We believe each of these programs has the potential to meaningfully transform the treatment of these debilitating conditions. And success in any one of these programs would create significant value for investors. So thank you for your time and attention. And I have a couple of minutes for questions. And for the FA program, do you look at heterogeneous expression across the patients? So do you have to give different doses depending on their baseline expression?
So we've looked across dozens and dozens of patients with different genotypes. And we see similar potency across all the different patients, really regardless of the repeat length. That makes sense. First of all, these patients typically have hundreds of repeats. And then, additionally, the repeats act like a self-titrating mechanism. So the more repeats that you have, the more transcriptional repression that you see. But additionally, now you have more binding sites, which brings in more drug and a higher concentration of drug at the local site. And so we see a really consistent potency across all patients with all genotypes.
I've got another one, if that's OK.
Yeah.
Just on the excipient, did you say that you developed that in-house?
It's a proprietary and novel excipient. Yeah.
OK.
Yeah.
Are you going to any detail?
I mean, we first looked at your typical excipients.
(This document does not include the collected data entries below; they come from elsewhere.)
//! Persistent settings storage on internal flash.
//!
//! Uses the nRF52840's internal flash via the `sequential-storage`
//! crate. The whole settings map is kept in an in-memory cache that
//! the core mutates synchronously through the `SettingsStore` trait;
//! the cache is flushed to flash from the async side whenever dirty.
//!
//! Storage layout:
//!   - One map key holds the whole settings blob:
//!     `[count][key u8, value i32 LE]*`.
//!   - `sequential-storage` manages the page range, wear levelling
//!     and GC.

use crate::config::{STORAGE_FLASH_PAGE_COUNT, STORAGE_FLASH_PAGE_START};
use crate::hal::SettingsStore;
use defmt::{debug, error, info};
use heapless::Vec;

/// Flash page size for nRF52840 (4 KB).
const FLASH_PAGE_SIZE: u32 = 4096;

/// Start address of our storage region.
const STORAGE_START: u32 = STORAGE_FLASH_PAGE_START * FLASH_PAGE_SIZE;

/// End address (exclusive) of our storage region.
const STORAGE_END: u32 = (STORAGE_FLASH_PAGE_START + STORAGE_FLASH_PAGE_COUNT) * FLASH_PAGE_SIZE;

/// Map key the settings blob lives under.
const KEY_SETTINGS: u8 = 0x01;

/// Maximum settings entries the cache holds.
const MAX_ENTRIES: usize = 16;

/// Serialized blob ceiling: 1 count byte + 5 bytes per entry.
const MAX_RECORD_SIZE: usize = 128;

/// In-memory settings cache, synced with flash.
pub struct SettingsFlash {
    entries: Vec<(u8, i32), MAX_ENTRIES>,
    /// True if cache differs from flash.
    dirty: bool,
}

impl SettingsFlash {
    pub const fn new() -> Self {
        Self {
            entries: Vec::new(),
            dirty: false,
        }
    }

    pub fn is_dirty(&self) -> bool {
        self.dirty
    }

    /// Async load from flash using sequential-storage.
    pub async fn load_from_flash(
        &mut self,
        flash: &mut impl embedded_storage_async::nor_flash::NorFlash,
    ) {
        let flash_range = STORAGE_START..STORAGE_END;
        let mut buf = [0u8; MAX_RECORD_SIZE];

        match sequential_storage::map::fetch_item::<u8, &[u8], _>(
            flash,
            flash_range,
            &mut sequential_storage::cache::NoCache::new(),
            &mut buf,
            &KEY_SETTINGS,
        )
        .await
        {
            Ok(Some(data)) => {
                self.entries.clear();
                self.deserialize_all(data);
                info!("Loaded {} settings from flash", self.entries.len());
            }
            Ok(None) => {
                info!("No settings in flash, using defaults");
                self.entries.clear();
            }
            Err(e) => {
                error!("Flash read error: {:?}", defmt::Debug2Format(&e));
                self.entries.clear();
            }
        }
        self.dirty = false;
    }

    /// Persist the cache to flash if anything changed.
    pub async fn save_to_flash(
        &mut self,
        flash: &mut impl embedded_storage_async::nor_flash::NorFlash,
    ) {
        if !self.dirty {
            debug!("SettingsFlash: no changes to save");
            return;
        }

        let flash_range = STORAGE_START..STORAGE_END;
        let mut buf = [0u8; MAX_RECORD_SIZE];
        let mut data_buf = [0u8; MAX_RECORD_SIZE];

        let len = self.serialize_all(&mut data_buf);
        let item = &data_buf[..len];

        match sequential_storage::map::store_item::<u8, &[u8], _>(
            flash,
            flash_range,
            &mut sequential_storage::cache::NoCache::new(),
            &mut buf,
            &KEY_SETTINGS,
            &item,
        )
        .await
        {
            Ok(_) => {
                info!("Saved {} settings to flash", self.entries.len());
                self.dirty = false;
            }
            Err(e) => {
                error!("Flash write error: {:?}", defmt::Debug2Format(&e));
            }
        }
    }

    fn serialize_all(&self, buf: &mut [u8]) -> usize {
        buf[0] = self.entries.len() as u8;
        let mut offset = 1;
        for (key, value) in &self.entries {
            buf[offset] = *key;
            buf[offset + 1..offset + 5].copy_from_slice(&value.to_le_bytes());
            offset += 5;
        }
        offset
    }

    fn deserialize_all(&mut self, data: &[u8]) {
        if data.is_empty() {
            return;
        }

        let count = data[0] as usize;
        let mut offset = 1;

        for _ in 0..count {
            if offset + 5 > data.len() {
                break;
            }
            let key = data[offset];
            let mut value_bytes = [0u8; 4];
            value_bytes.copy_from_slice(&data[offset + 1..offset + 5]);
            let value = i32::from_le_bytes(value_bytes);
            if !self.entries.is_full() {
                let _ = self.entries.push((key, value));
            }
            offset += 5;
        }
    }
}

impl Default for SettingsFlash {
    fn default() -> Self {
        Self::new()
    }
}

impl SettingsStore for SettingsFlash {
    fn get_i32(&mut self, key: u8, default: i32) -> i32 {
        self.entries
            .iter()
            .find(|(k, _)| *k == key)
            .map(|(_, v)| *v)
            .unwrap_or(default)
    }

    fn put_i32(&mut self, key: u8, value: i32) {
        if let Some(entry) = self.entries.iter_mut().find(|(k, _)| *k == key) {
            if entry.1 != value {
                entry.1 = value;
                self.dirty = true;
            }
            return;
        }
        if self.entries.push((key, value)).is_ok() {
            self.dirty = true;
        }
    }
}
I mean, it makes sense in an effort to try to get the product into the clinic as quickly as possible. And we were able to find a set of excipients that certainly worked, but were obviously suboptimal. So when we discovered that, we pushed outside into proprietary and novel excipient space. And we've seen, I think, really good early data.
Brilliant. Thanks very much.
Given the underlying chronic nature of these diseases and so the need for frequent injections, would a sustained release formulation so that maybe can deliver your GeneTAC platform for three months, six months, whatever, would that be of interest?
I mean, these are patients that are suffering right now with a massive amount of unmet need. Our focus is on demonstrating efficacy and getting something to these patients who have this degenerative condition as quickly as possible. In terms of evaluating things that could improve patient convenience, that's something we can do with subsequent products. But our focus, really guided by the patient community, is to get something for a degenerative condition as quickly as possible to the patient community. Great. Well, thank you all for your time.